Applied to Telangana, the three tiers would function as follows. The first tier would be a research anchor. An institution such as IIIT Hyderabad or the University of Hyderabad could develop and maintain the technical methodology, establish assessment protocols and coordinate with the national AISI. The second tier would be a statewide research network. Universities and research institutions across Telangana could adapt the methodology to local conditions and identify communities and public services requiring assessment. The third tier would be community organisations. Civil-society groups with established field relationships could conduct structured assessments among target populations and report findings to the research anchor.

The division of labour
  1. National
    India AI Safety Institute
    System-level safety assessment

    Whether a model or application is accurate, robust, explainable, secure or biased in measurable ways.

  2. Tier 01
    Research anchor
    IIIT Hyderabad / University of Hyderabad

    Develops and maintains the technical methodology, establishes assessment protocols, and coordinates with the national AISI.

  3. Tier 02
    Statewide research network
    Universities across Telangana

    Adapts the methodology to local conditions and identifies communities and public services requiring assessment.

  4. Tier 03
    Community organisations
    Civil-society field relationships

    Conducts structured assessments among target populations and reports findings back to the research anchor.

Methodology travels down the tiers; evidence travels back up.

For this mechanism to function within India’s emerging AI governance architecture, two things need to happen.

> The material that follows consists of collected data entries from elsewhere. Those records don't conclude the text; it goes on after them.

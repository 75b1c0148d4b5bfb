use crate::error::AppError;
use config::{Config as Cfg, File};
use serde::Deserialize;

#[derive(Debug, Deserialize, Clone)]
pub struct Config {
    #[serde(default = "default_port")]
    pub port: u16,
}

fn default_port() -> u16 {
    8080
}

impl Config {
    /// Load from an optional `configuration.*` file, then `APP__*` environment variables.
    pub fn load() -> Result<Self, AppError> {
        let config = Cfg::builder()
            .add_source(File::with_name("configuration").required(false))
            .add_source(config::Environment::with_prefix("APP").separator("__"))
            .build()?;

        Ok(config.try_deserialize()?)
    }
}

  1. The IndiaAI Safety Institute should explicitly distinguish system-level safety assessment from community-level impact assessment in its future partner and evaluation frameworks. Community assessment should have its own methodology, evaluation criteria and reporting requirements.
  2. Telangana should position its existing AI research and collaboration infrastructure as a potential state-level spoke within the national architecture.

The spoke should not become another regulator. Nor should it duplicate the national institute’s technical functions. Its job would be narrower: identify populations and deployment contexts that are underrepresented in conventional testing; assess AI systems in those settings; document harms and unexpected effects; and feed the evidence back into the national system.

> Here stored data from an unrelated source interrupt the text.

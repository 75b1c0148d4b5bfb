use axum::http::HeaderValue;
use axum::{extract::Request, middleware::Next, response::Response};
use uuid::Uuid;

pub const REQUEST_ID_HEADER: &str = "x-request-id";

/// Caller-supplied ids longer than this are replaced.
const MAX_REQUEST_ID_LEN: usize = 128;

fn caller_request_id(req: &Request) -> Option<HeaderValue> {
    let value = req.headers().get(REQUEST_ID_HEADER)?;
    let id = value.to_str().ok()?;
    (!id.is_empty() && id.len() <= MAX_REQUEST_ID_LEN).then(|| value.clone())
}

/// Propagate the caller's `x-request-id`, or mint one, and echo it on the response.
pub async fn request_id_middleware(mut req: Request, next: Next) -> Response {
    let request_id = caller_request_id(&req).unwrap_or_else(|| {
        HeaderValue::from_str(&Uuid::new_v4().to_string())
            .unwrap_or_else(|_| HeaderValue::from_static("unknown"))
    });

    req.headers_mut().insert(REQUEST_ID_HEADER, request_id.clone());

    let method = req.method().clone();
    let path = req.uri().path().to_string();
    let mut response = next.run(req).await;

    tracing::debug!(
        request_id = ?request_id,
        %method,
        path = %path,
        status = response.status().as_u16(),
        "Request completed"
    );

    response.headers_mut().insert(REQUEST_ID_HEADER, request_id);

    response
}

The reporting cycle should be public and regular. Findings could identify the system tested, the population assessed, the deployment context, observed failures and recommended mitigations. Over time, this would create something India currently lacks: an evidence base on how AI performs across the country’s social and geographic diversity after it leaves the laboratory.

The Larger Opportunity

India’s AI governance architecture is still being built. That makes this the right moment to decide what “safe” should mean. An AI system should not be considered adequately assessed simply because it performs well on the populations for which data is abundant. Nor should inclusion mean merely adding more demographic categories to a benchmark.

For public-facing AI, safety should also mean understanding what happens when a system encounters people who were never part of its development process. That is why community-level assessment should not be treated as an optional extension of AI safety. It should become part of the country’s safety infrastructure. The objective is not to decentralise AI regulation. It is to decentralise the evidence on which AI governance depends.

India’s national AI safety institution can set the standards. But if it wants to know whether AI is safe for the people who will actually use it, it will need institutions close enough to those people to ask.